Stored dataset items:
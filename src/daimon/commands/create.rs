use crate::commands::{CmdMessage, CmdResult};
use crate::error::{Result, ResultExt};
use crate::store::StorageBackend;
use tracing::info;

/// Appends `body` plus a newline to a note, creating the note and any missing
/// parent projects on first use. Repeated calls keep appending.
pub fn run<S: StorageBackend>(store: &S, name: &str, body: &str) -> Result<CmdResult> {
    let text = format!("{}\n", body);
    let written = store
        .write_append(name, text.as_bytes())
        .context("could not create note")?;
    info!(note = name, bytes = written, "appended to note");

    Ok(CmdResult::default().with_message(CmdMessage::success(format!("Note saved: {}", name))))
}

#[cfg(test)]
mod tests {
    use super::*;
    use crate::commands::{list, view};
    use crate::store::mem_backend::MemBackend;

    #[test]
    fn creates_note_with_trailing_newline() {
        let store = MemBackend::new();
        run(&store, "groceries", "milk").unwrap();

        let result = view::run(&store, "groceries").unwrap();
        assert_eq!(result.content.unwrap(), b"milk\n");
    }

    #[test]
    fn appends_instead_of_overwriting() {
        let store = MemBackend::new();
        run(&store, "log", "first").unwrap();
        run(&store, "log", "second").unwrap();

        let result = view::run(&store, "log").unwrap();
        assert_eq!(result.content.unwrap(), b"first\nsecond\n");
    }

    #[test]
    fn creates_missing_parent_projects() {
        let store = MemBackend::new();
        run(&store, "work/q3/goals", "ship it").unwrap();

        let projects = list::all_projects(&store).unwrap();
        assert_eq!(projects.listed, vec!["work/", "work/q3/"]);
    }

    #[test]
    fn reports_saved_note() {
        let store = MemBackend::new();
        let result = run(&store, "a", "b").unwrap();
        assert_eq!(result.messages, vec![CmdMessage::success("Note saved: a")]);
    }

    #[test]
    fn rejects_hidden_names() {
        let store = MemBackend::new();
        let err = run(&store, "work/.secret", "x").unwrap_err();
        assert!(err.is_invalid_name());
        assert!(err.to_string().starts_with("could not create note"));
    }

    #[test]
    fn surfaces_write_errors() {
        let store = MemBackend::new();
        store.set_simulate_write_error(true);
        let err = run(&store, "a", "b").unwrap_err();
        assert!(!err.is_not_found());
        assert!(err.to_string().contains("simulated write error"));
    }
}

* WHAT YOU WILL DO
Repeat the whole of the data verbatim, as it reads above.

* REPLY TO THE TASK
filename src/daimon/commands/create.rs
use crate::commands::{CmdMessage, CmdResult};
use crate::error::{Result, ResultExt};
use crate::store::StorageBackend;
use tracing::info;

/// Appends `body` plus a newline to a note, creating the note and any missing
/// parent projects on first use. Repeated calls keep appending.
pub fn run<S: StorageBackend>(store: &S, name: &str, body: &str) -> Result<CmdResult> {
    let text = format!("{}\n", body);
    let written = store
        .write_append(name, text.as_bytes())
        .context("could not create note")?;
    info!(note = name, bytes = written, "appended to note");

    Ok(CmdResult::default().with_message(CmdMessage::success(format!("Note saved: {}", name))))
}

#[cfg(test)]
mod tests {
    use super::*;
    use crate::commands::{list, view};
    use crate::store::mem_backend::MemBackend;

    #[test]
    fn creates_note_with_trailing_newline() {
        let store = MemBackend::new();
        run(&store, "groceries", "milk").unwrap();

        let result = view::run(&store, "groceries").unwrap();
        assert_eq!(result.content.unwrap(), b"milk\n");
    }

    #[test]
    fn appends_instead_of_overwriting() {
        let store = MemBackend::new();
        run(&store, "log", "first").unwrap();
        run(&store, "log", "second").unwrap();

        let result = view::run(&store, "log").unwrap();
        assert_eq!(result.content.unwrap(), b"first\nsecond\n");
    }

    #[test]
    fn creates_missing_parent_projects() {
        let store = MemBackend::new();
        run(&store, "work/q3/goals", "ship it").unwrap();

        let projects = list::all_projects(&store).unwrap();
        assert_eq!(projects.listed, vec!["work/", "work/q3/"]);
    }

    #[test]
    fn reports_saved_note() {
        let store = MemBackend::new();
        let result = run(&store, "a", "b").unwrap();
        assert_eq!(result.messages, vec![CmdMessage::success("Note saved: a")]);
    }

    #[test]
    fn rejects_hidden_names() {
        let store = MemBackend::new();
        let err = run(&store, "work/.secret", "x").unwrap_err();
        assert!(err.is_invalid_name());
        assert!(err.to_string().starts_with("could not create note"));
    }

    #[test]
    fn surfaces_write_errors() {
        let store = MemBackend::new();
        store.set_simulate_write_error(true);
        let err = run(&store, "a", "b").unwrap_err();
        assert!(!err.is_not_found());
        assert!(err.to_string().contains("simulated write error"));
    }
}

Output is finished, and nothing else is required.